PA-6 has higher efficiency and specificity to KIR2.x-mediated current than P, lengthens action potential duration, and does not affect channel trafficking at concentrations relevant for complete IK₁ block.
在可兴奋细胞中,KIR2.x 离子通道介导的内向整流电流(IK₁)被认为设定了负的和稳定的静息膜电位,并有助于动作电位复极化。功能丧失或获得性突变与心律失常和病理性重塑相关,而病理性重塑会影响正常的 KIR2.x 蛋白水平。目前尚无特定的 IK1 抑制剂可用于体内使用,这严重阻碍了对 IK1 在正常心脏生理学和病理生理学中精确作用的研究。二胺抗原生动物药物戊脒(P)通过堵塞通道的细胞质孔区域,急性抑制 IK₁。我们旨在基于 P 结构开发更有效和更特异的 IK₁ 抑制剂。

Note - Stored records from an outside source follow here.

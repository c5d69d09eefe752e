//! Bounded in-memory ring of recent query outcomes, read by an external
//! admin UI. Disabled by default; `history.enabled` turns it on.

use std::collections::VecDeque;
use std::time::Duration;

use hickory_proto::op::ResponseCode;
use hickory_proto::rr::RecordType;
use parking_lot::Mutex;

use crate::types::{QueryOutcome, SourceTag};

#[derive(Debug, Clone)]
pub struct HistoryEntry {
    pub fqdn: String,
    pub qtype: RecordType,
    pub source: Option<SourceTag>,
    pub rcode: ResponseCode,
    pub answer_count: usize,
    pub elapsed: Duration,
}

impl From<QueryOutcome> for HistoryEntry {
    fn from(outcome: QueryOutcome) -> Self {
        Self {
            fqdn: outcome.fqdn,
            qtype: outcome.qtype,
            source: outcome.source,
            rcode: outcome.rcode,
            answer_count: outcome.answer_count,
            elapsed: outcome.elapsed,
        }
    }
}

pub struct History {
    enabled: bool,
    max_entries: usize,
    entries: Mutex<VecDeque<HistoryEntry>>,
}

impl History {
    pub fn new(enabled: bool, max_entries: usize) -> Self {
        Self {
            enabled,
            max_entries: max_entries.max(1),
            entries: Mutex::new(VecDeque::with_capacity(max_entries.max(1))),
        }
    }

    pub fn record(&self, outcome: QueryOutcome) {
        if !self.enabled {
            return;
        }
        let mut entries = self.entries.lock();
        if entries.len() >= self.max_entries {
            entries.pop_front();
        }
        entries.push_back(outcome.into());
    }

    /// Snapshots the ring, most recent first.
    pub fn recent(&self, limit: usize) -> Vec<HistoryEntry> {
        let entries = self.entries.lock();
        entries.iter().rev().take(limit).cloned().collect()
    }

    pub fn len(&self) -> usize {
        self.entries.lock().len()
    }

    pub fn is_empty(&self) -> bool {
        self.len() == 0
    }
}

#[cfg(test)]
mod tests {
    use super::*;

    fn outcome(fqdn: &str) -> QueryOutcome {
        QueryOutcome {
            fqdn: fqdn.to_string(),
            qtype: RecordType::A,
            source: Some(SourceTag::Cache),
            rcode: ResponseCode::NoError,
            answer_count: 1,
            elapsed: Duration::from_millis(1),
        }
    }

    #[test]
    fn disabled_history_records_nothing() {
        let history = History::new(false, 10);
        history.record(outcome("example.com"));
        assert!(history.is_empty());
    }

    #[test]
    fn ring_evicts_oldest_past_capacity() {
        let history = History::new(true, 2);
        history.record(outcome("a.com"));
        history.record(outcome("b.com"));
        history.record(outcome("c.com"));
        let recent = history.recent(10);
        assert_eq!(recent.len(), 2);
        assert_eq!(recent[0].fqdn, "c.com");
        assert_eq!(recent[1].fqdn, "b.com");
    }

    #[test]
    fn recent_respects_limit() {
        let history = History::new(true, 10);
        for name in ["a.com", "b.com", "c.com"] {
            history.record(outcome(name));
        }
        assert_eq!(history.recent(1).len(), 1);
    }
}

我们使用表达 KIR2.1 的 HEK-293 细胞的内向外膜片钳,在 200 nM 时分析了七种戊脒类似物(PA-1 至 PA-7)对 IK₁ 阻断的效力。PA-6 表现出最高的效力,并进一步进行了测试。PA-6 以低 IC₅₀ 值(12-15 nM)阻断人和鼠的 KIR2.x 电流。建模表明,PA-6 与细胞质通道孔的静电相互作用较小,但亲脂性相互作用较大,导致 PA-6 对通道的亲和力高于 P(ΔG -44.1 kJ/Mol)(ΔG -31.7 kJ/Mol)。实验证实酸性氨基酸残基 E224 和 E299 参与了药物-通道相互作用。PA-6 不影响 200 nM 时的 INav1.5、ICa-L、IKv4.3、IKv11.1 和 IKv7.1/minK 电流。PA-6 抑制分离的犬成年心室肌细胞(CM)中内向(50 nM 为 40%;100 nM 为 59%;200 nM 为 77%)和外向(50 nM 为 40%;100 nM 为 76%;200 nM 为 100%)IK₁ 成分。PA-6 分别在 50、100 和 200 nM 时将 CM 的动作电位持续时间延长了 8%(n = 9)、26%(n = 5)和 34%(n = 11)。与 P 不同,PA-6 在 0.1 至 3 μM 的浓度下对 KIR2.1 通道表达没有影响。然而,PA-6 在 10 μM 时增加了 KIR2.1 的表达水平。此外,PA-6 除在 10 μM 时外,对 hERG 的成熟没有影响。
PA-6 对 KIR2.x 介导的电流的效率和特异性均高于 P,可延长动作电位持续时间,在完全阻断 IK₁ 的相关浓度下不影响通道转运。